The Hartford Financial Services Group, which was not a Pilot customer, has taken many of the same steps as Hennessy. Hartford Assistant Vice President of IT Jack Stoddard outsources little security, only ceding tasks such as auditing and penetration assessments to outside vendors. He retains 30 full-time security staff members, tries to recruit the best he can find, pays premiums for them and trains his staff continually. He is adamant about the limitations of the outsourcing model.

“I don’t see us ever outsourcing,” Stoddard says. His CIO, David Annis, believes acquiring and grooming security expertise in-house is critical, even if it costs more. He calls outsourcing “throwing in the towel.” But he understands why so many companies do it anyway. Security is so complex and demands such constant reassessments, he says, that doing it in-house requires a “fair amount of redundant due diligence.”

Postscript

ON MAY 9, EXACTLY TWO WEEKS after Pilot disbanded, it was liquidated. There was a Hail Mary as several managed security vendors tried to take over the business, but that collapsed. Emergency operations and support were halted. AT&T finally cut the circuits, and Brown at VisionTek received a page. VisionTek was still waiting for the local carrier to supply a data line, so Brown boxed up his equipment and drove it to its temporary home in a downtown Chicago facility.

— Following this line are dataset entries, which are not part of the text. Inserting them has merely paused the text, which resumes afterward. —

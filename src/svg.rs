use std::collections::{BTreeMap, BTreeSet};
use std::fmt::Write as FmtWrite;

use crate::surface::{ArrowMarker, ElementId, ElementKind, Surface};
use crate::{Result, SceneConfig};

#[derive(Debug, Clone)]
enum Tag {
    Group,
    Element(ElementKind),
}

impl Tag {
    fn name(&self) -> &'static str {
        match self {
            Tag::Group => "g",
            Tag::Element(kind) => kind.tag(),
        }
    }
}

#[derive(Debug, Clone)]
struct Element {
    tag: Tag,
    attributes: Vec<(String, String)>,
    classes: Vec<String>,
    text: Option<String>,
    parent: Option<ElementId>,
    children: Vec<ElementId>,
}

impl Element {
    fn new(tag: Tag, parent: Option<ElementId>) -> Self {
        Self {
            tag,
            attributes: Vec::new(),
            classes: Vec::new(),
            text: None,
            parent,
            children: Vec::new(),
        }
    }
}

/// In-memory scene graph that serializes to SVG.
///
/// Element ids are never reused; removed elements are dropped from the map.
#[derive(Debug, Clone, Default)]
pub struct SvgScene {
    elements: BTreeMap<usize, Element>,
    next_id: usize,
    roots: Vec<ElementId>,
    markers: BTreeSet<ArrowMarker>,
}

impl SvgScene {
    pub fn new() -> Self {
        Self::default()
    }

    fn get(&self, element: ElementId) -> Option<&Element> {
        self.elements.get(&element.0)
    }

    fn get_mut(&mut self, element: ElementId) -> Option<&mut Element> {
        self.elements.get_mut(&element.0)
    }

    fn insert(&mut self, element: Element) -> ElementId {
        let id = ElementId(self.next_id);
        self.next_id += 1;
        self.elements.insert(id.0, element);
        id
    }

    pub fn contains(&self, element: ElementId) -> bool {
        self.get(element).is_some()
    }

    /// Number of live elements, groups included.
    pub fn len(&self) -> usize {
        self.elements.len()
    }

    pub fn is_empty(&self) -> bool {
        self.len() == 0
    }

    pub fn roots(&self) -> &[ElementId] {
        &self.roots
    }

    pub fn children(&self, element: ElementId) -> &[ElementId] {
        self.get(element)
            .map(|element| element.children.as_slice())
            .unwrap_or(&[])
    }

    pub fn attribute(&self, element: ElementId, name: &str) -> Option<&str> {
        self.get(element)?
            .attributes
            .iter()
            .find(|(key, _)| key == name)
            .map(|(_, value)| value.as_str())
    }

    pub fn text(&self, element: ElementId) -> Option<&str> {
        self.get(element)?.text.as_deref()
    }

    pub fn has_class(&self, element: ElementId, class: &str) -> bool {
        self.get(element)
            .is_some_and(|element| element.classes.iter().any(|c| c == class))
    }

    pub fn markers(&self) -> impl Iterator<Item = ArrowMarker> + '_ {
        self.markers.iter().copied()
    }

    pub fn render_svg(&self, config: &SceneConfig) -> Result<String> {
        let mut svg = String::new();
        write!(
            svg,
            r##"<?xml version="1.0" encoding="UTF-8"?>
<svg xmlns="http://www.w3.org/2000/svg" width="{:.0}" height="{:.0}" viewBox="0 0 {:.0} {:.0}" font-family="Inter, system-ui, sans-serif">
  <defs>
"##,
            config.width, config.height, config.width, config.height,
        )?;

        for marker in &self.markers {
            let fill = match marker {
                ArrowMarker::Temporary => "#a0aec0",
                ArrowMarker::Final => "context-stroke",
            };
            writeln!(
                svg,
                "    <marker id=\"{}\" markerWidth=\"8\" markerHeight=\"8\" refX=\"6\" refY=\"4\" orient=\"auto\" markerUnits=\"strokeWidth\">\n      <path d=\"M1,1 L6,4 L1,7 z\" fill=\"{}\" />\n    </marker>",
                marker.id(),
                fill
            )?;
        }

        writeln!(
            svg,
            "  </defs>\n  <rect width=\"100%\" height=\"100%\" fill=\"{}\" />",
            escape_xml(&config.background)
        )?;

        for root in &self.roots {
            self.write_element(&mut svg, *root, 1, config)?;
        }

        svg.push_str("</svg>\n");
        Ok(svg)
    }

    fn write_element(
        &self,
        svg: &mut String,
        id: ElementId,
        depth: usize,
        config: &SceneConfig,
    ) -> Result<()> {
        let Some(element) = self.get(id) else {
            return Ok(());
        };
        let indent = "  ".repeat(depth);

        write!(svg, "{indent}<{}", element.tag.name())?;
        for (name, value) in &element.attributes {
            write!(svg, " {}=\"{}\"", name, escape_xml(value))?;
        }
        if matches!(element.tag, Tag::Element(ElementKind::Circle))
            && !element.attributes.iter().any(|(name, _)| name == "r")
        {
            write!(svg, " r=\"{}\"", config.node_radius)?;
        }
        if matches!(element.tag, Tag::Element(ElementKind::Path)) {
            svg.push_str(" fill=\"none\" stroke=\"#2d3748\" stroke-width=\"2\"");
        }
        if !element.classes.is_empty() {
            write!(svg, " class=\"{}\"", escape_xml(&element.classes.join(" ")))?;
        }

        if element.children.is_empty() && element.text.is_none() {
            svg.push_str(" />\n");
            return Ok(());
        }

        if element.children.is_empty() {
            writeln!(
                svg,
                ">{}</{}>",
                escape_xml(element.text.as_deref().unwrap_or_default()),
                element.tag.name()
            )?;
            return Ok(());
        }

        svg.push_str(">\n");
        if let Some(text) = &element.text {
            writeln!(svg, "{indent}  {}", escape_xml(text))?;
        }
        for child in &element.children {
            self.write_element(svg, *child, depth + 1, config)?;
        }
        writeln!(svg, "{indent}</{}>", element.tag.name())?;
        Ok(())
    }
}

impl Surface for SvgScene {
    fn create_group(&mut self, class: &str) -> ElementId {
        let mut group = Element::new(Tag::Group, None);
        group.classes.push(class.to_string());
        let id = self.insert(group);
        self.roots.push(id);
        id
    }

    fn create_element(&mut self, parent: ElementId, kind: ElementKind) -> ElementId {
        if !self.contains(parent) {
            return self.insert(Element::new(Tag::Element(kind), None));
        }
        let id = self.insert(Element::new(Tag::Element(kind), Some(parent)));
        if let Some(parent) = self.get_mut(parent) {
            parent.children.push(id);
        }
        id
    }

    fn set_attribute(&mut self, element: ElementId, name: &str, value: &str) {
        let Some(element) = self.get_mut(element) else {
            return;
        };
        match element.attributes.iter_mut().find(|(key, _)| key == name) {
            Some((_, existing)) => *existing = value.to_string(),
            None => element
                .attributes
                .push((name.to_string(), value.to_string())),
        }
    }

    fn remove_attribute(&mut self, element: ElementId, name: &str) {
        if let Some(element) = self.get_mut(element) {
            element.attributes.retain(|(key, _)| key != name);
        }
    }

    fn set_text(&mut self, element: ElementId, text: &str) {
        if let Some(element) = self.get_mut(element) {
            element.text = Some(text.to_string());
        }
    }

    fn add_class(&mut self, element: ElementId, class: &str) {
        if let Some(element) = self.get_mut(element) {
            if !element.classes.iter().any(|c| c == class) {
                element.classes.push(class.to_string());
            }
        }
    }

    fn remove_class(&mut self, element: ElementId, class: &str) {
        if let Some(element) = self.get_mut(element) {
            element.classes.retain(|c| c != class);
        }
    }

    fn use_marker(&mut self, marker: ArrowMarker) {
        self.markers.insert(marker);
    }

    fn remove(&mut self, element: ElementId) {
        let Some(removed) = self.elements.remove(&element.0) else {
            return;
        };
        match removed.parent.and_then(|parent| self.get_mut(parent)) {
            Some(parent) => parent.children.retain(|child| *child != element),
            None => self.roots.retain(|root| *root != element),
        }

        let mut pending = removed.children;
        while let Some(id) = pending.pop() {
            if let Some(child) = self.elements.remove(&id.0) {
                pending.extend(child.children);
            }
        }
    }
}

pub fn escape_xml(input: &str) -> String {
    let mut escaped = String::new();
    for ch in input.chars() {
        match ch {
            '&' => escaped.push_str("&amp;"),
            '<' => escaped.push_str("&lt;"),
            '>' => escaped.push_str("&gt;"),
            '"' => escaped.push_str("&quot;"),
            '\'' => escaped.push_str("&apos;"),
            other => escaped.push(other),
        }
    }
    escaped
}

On the same day, Pilot’s homepage finally changed its cheerful, “Yes, we’re open” message. “Pilot Networks has filed for bankruptcy” was all it said. There were some snippy redesigns of the Pilot website, obviously tacked up by bitter ex-employees. The title bar of Pilot.net read: “Pilot Network Services is now Imaginary Network Services Inc.”

Someone left behind a sarcastic note, which only hinted at what had gone on. Anyone who happened by and clicked on “What’s new” would see the note: “Here is the latest about Pilot: We’re done! Pilot is no more. This company is an ex-secure ISP. If it weren’t for being nailed to the perch, it would fall over. Alameda, CA, May 9, 2001.”

You can almost hear creaky saloon doors rattling in the wind and tumbleweed staggering through the dust.